_Work item_: Once you have read the listing below, output it again exactly.

══════════════════════════════

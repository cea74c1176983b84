//! Command classification and execution.
//!
//! Inbound text is classified into a command namespace by its first
//! character and routed to a handler. Handlers never take the session
//! down: every failure is an error value the dispatcher renders into a
//! reply.

pub mod dispatch;
pub mod math;
pub mod shell;
pub mod structured;

use thiserror::Error;

use crate::transport::{OutboundAttachment, OutboundPayload, TransportError};

/// The classified form of an inbound text payload.
///
/// Exactly one variant per payload, selected solely by the first character.
#[derive(Debug, Clone, PartialEq, Eq)]
pub enum Command {
    /// `$`: the remainder is a raw shell command line
    Shell(String),
    /// `/`: the remainder is a named subcommand with space-separated args
    Structured { name: String, args: Vec<String> },
    /// `£`: the remainder is an arithmetic expression
    Math(String),
    /// Anything else (including empty text)
    Unrecognized(String),
}

impl Command {
    /// Short label for logging.
    pub fn kind(&self) -> &'static str {
        match self {
            Self::Shell(_) => "shell",
            Self::Structured { .. } => "structured",
            Self::Math(_) => "math",
            Self::Unrecognized(_) => "unrecognized",
        }
    }
}

/// Classify one text payload. Pure and total: every input maps to exactly
/// one command variant.
pub fn classify(text: &str) -> Command {
    let mut chars = text.chars();
    match chars.next() {
        Some('$') => Command::Shell(chars.as_str().to_string()),
        Some('/') => {
            let mut parts = chars.as_str().split(' ');
            let name = parts.next().unwrap_or("").to_string();
            let args = parts.map(str::to_string).collect();
            Command::Structured { name, args }
        }
        Some('£') => Command::Math(chars.as_str().to_string()),
        _ => Command::Unrecognized(text.to_string()),
    }
}

/// Errors produced by command handlers.
///
/// All of these are non-fatal: the dispatcher converts them into a reply to
/// the sender and carries on.
#[derive(Error, Debug)]
pub enum CommandError {
    #[error("transport error: {0}")]
    Transport(#[from] TransportError),

    #[error("{0}")]
    Argument(String),

    #[error("I/O error: {0}")]
    Io(String),

    #[error("execution failed: {0}")]
    Execution(String),

    #[error("could not evaluate expression: {0}")]
    Evaluation(String),

    #[error("unknown command: {0}")]
    UnknownCommand(String),

    #[error("unknown message format: use $ for shell commands, / for structured commands, or £ for math")]
    Format,

    #[error("file not found: {0}")]
    NotFound(String),
}

/// Successful outcome of executing a command.
#[derive(Debug, Clone)]
pub enum CommandReply {
    /// A text block
    Text(String),
    /// A file attachment referencing a local path
    File(OutboundAttachment),
}

impl CommandReply {
    /// Convert into the transport payload for the outbound send.
    pub fn into_payload(self) -> OutboundPayload {
        match self {
            Self::Text(text) => OutboundPayload::Text(text),
            Self::File(attachment) => OutboundPayload::File(attachment),
        }
    }
}

#[cfg(test)]
mod tests {
    use super::*;

    #[test]
    fn test_classify_shell() {
        assert_eq!(
            classify("$ls -la"),
            Command::Shell("ls -la".to_string())
        );
        // An empty remainder is still a shell command.
        assert_eq!(classify("$"), Command::Shell(String::new()));
    }

    #[test]
    fn test_classify_structured() {
        assert_eq!(
            classify("/readfile /tmp/a.txt"),
            Command::Structured {
                name: "readfile".to_string(),
                args: vec!["/tmp/a.txt".to_string()],
            }
        );
        assert_eq!(
            classify("/sysinfo"),
            Command::Structured {
                name: "sysinfo".to_string(),
                args: vec![],
            }
        );
    }

    #[test]
    fn test_classify_math() {
        assert_eq!(classify("£2+2"), Command::Math("2+2".to_string()));
    }

    #[test]
    fn test_classify_unrecognized() {
        assert_eq!(
            classify("hello there"),
            Command::Unrecognized("hello there".to_string())
        );
        assert_eq!(classify(""), Command::Unrecognized(String::new()));
        // Prefix characters only count in the first position.
        assert_eq!(
            classify("say $hi"),
            Command::Unrecognized("say $hi".to_string())
        );
    }

    #[test]
    fn test_classify_is_total_over_first_char() {
        for text in ["$x", "/x", "£x", "!x", " x", "x"] {
            let command = classify(text);
            let expected = match text.chars().next().unwrap() {
                '$' => "shell",
                '/' => "structured",
                '£' => "math",
                _ => "unrecognized",
            };
            assert_eq!(command.kind(), expected, "payload {text:?}");
        }
    }

    #[test]
    fn test_structured_args_split_on_single_spaces() {
        // Consecutive spaces yield empty args, matching a split on every
        // single space.
        assert_eq!(
            classify("/listfiles  /tmp"),
            Command::Structured {
                name: "listfiles".to_string(),
                args: vec![String::new(), "/tmp".to_string()],
            }
        );
    }
}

══════════════════════════════

_Expected output_:
repository cea74c1176983b84
//! Command classification and execution.
//!
//! Inbound text is classified into a command namespace by its first
//! character and routed to a handler. Handlers never take the session
//! down: every failure is an error value the dispatcher renders into a
//! reply.

pub mod dispatch;
pub mod math;
pub mod shell;
pub mod structured;

use thiserror::Error;

use crate::transport::{OutboundAttachment, OutboundPayload, TransportError};

/// The classified form of an inbound text payload.
///
/// Exactly one variant per payload, selected solely by the first character.
#[derive(Debug, Clone, PartialEq, Eq)]
pub enum Command {
    /// `$`: the remainder is a raw shell command line
    Shell(String),
    /// `/`: the remainder is a named subcommand with space-separated args
    Structured { name: String, args: Vec<String> },
    /// `£`: the remainder is an arithmetic expression
    Math(String),
    /// Anything else (including empty text)
    Unrecognized(String),
}

impl Command {
    /// Short label for logging.
    pub fn kind(&self) -> &'static str {
        match self {
            Self::Shell(_) => "shell",
            Self::Structured { .. } => "structured",
            Self::Math(_) => "math",
            Self::Unrecognized(_) => "unrecognized",
        }
    }
}

/// Classify one text payload. Pure and total: every input maps to exactly
/// one command variant.
pub fn classify(text: &str) -> Command {
    let mut chars = text.chars();
    match chars.next() {
        Some('$') => Command::Shell(chars.as_str().to_string()),
        Some('/') => {
            let mut parts = chars.as_str().split(' ');
            let name = parts.next().unwrap_or("").to_string();
            let args = parts.map(str::to_string).collect();
            Command::Structured { name, args }
        }
        Some('£') => Command::Math(chars.as_str().to_string()),
        _ => Command::Unrecognized(text.to_string()),
    }
}

/// Errors produced by command handlers.
///
/// All of these are non-fatal: the dispatcher converts them into a reply to
/// the sender and carries on.
#[derive(Error, Debug)]
pub enum CommandError {
    #[error("transport error: {0}")]
    Transport(#[from] TransportError),

    #[error("{0}")]
    Argument(String),

    #[error("I/O error: {0}")]
    Io(String),

    #[error("execution failed: {0}")]
    Execution(String),

    #[error("could not evaluate expression: {0}")]
    Evaluation(String),

    #[error("unknown command: {0}")]
    UnknownCommand(String),

    #[error("unknown message format: use $ for shell commands, / for structured commands, or £ for math")]
    Format,

    #[error("file not found: {0}")]
    NotFound(String),
}

/// Successful outcome of executing a command.
#[derive(Debug, Clone)]
pub enum CommandReply {
    /// A text block
    Text(String),
    /// A file attachment referencing a local path
    File(OutboundAttachment),
}

impl CommandReply {
    /// Convert into the transport payload for the outbound send.
    pub fn into_payload(self) -> OutboundPayload {
        match self {
            Self::Text(text) => OutboundPayload::Text(text),
            Self::File(attachment) => OutboundPayload::File(attachment),
        }
    }
}

#[cfg(test)]
mod tests {
    use super::*;

    #[test]
    fn test_classify_shell() {
        assert_eq!(
            classify("$ls -la"),
            Command::Shell("ls -la".to_string())
        );
        // An empty remainder is still a shell command.
        assert_eq!(classify("$"), Command::Shell(String::new()));
    }

    #[test]
    fn test_classify_structured() {
        assert_eq!(
            classify("/readfile /tmp/a.txt"),
            Command::Structured {
                name: "readfile".to_string(),
                args: vec!["/tmp/a.txt".to_string()],
            }
        );
        assert_eq!(
            classify("/sysinfo"),
            Command::Structured {
                name: "sysinfo".to_string(),
                args: vec![],
            }
        );
    }

    #[test]
    fn test_classify_math() {
        assert_eq!(classify("£2+2"), Command::Math("2+2".to_string()));
    }

    #[test]
    fn test_classify_unrecognized() {
        assert_eq!(
            classify("hello there"),
            Command::Unrecognized("hello there".to_string())
        );
        assert_eq!(classify(""), Command::Unrecognized(String::new()));
        // Prefix characters only count in the first position.
        assert_eq!(
            classify("say $hi"),
            Command::Unrecognized("say $hi".to_string())
        );
    }

    #[test]
    fn test_classify_is_total_over_first_char() {
        for text in ["$x", "/x", "£x", "!x", " x", "x"] {
            let command = classify(text);
            let expected = match text.chars().next().unwrap() {
                '$' => "shell",
                '/' => "structured",
                '£' => "math",
                _ => "unrecognized",
            };
            assert_eq!(command.kind(), expected, "payload {text:?}");
        }
    }

    #[test]
    fn test_structured_args_split_on_single_spaces() {
        // Consecutive spaces yield empty args, matching a split on every
        // single space.
        assert_eq!(
            classify("/listfiles  /tmp"),
            Command::Structured {
                name: "listfiles".to_string(),
                args: vec![String::new(), "/tmp".to_string()],
            }
        );
    }
}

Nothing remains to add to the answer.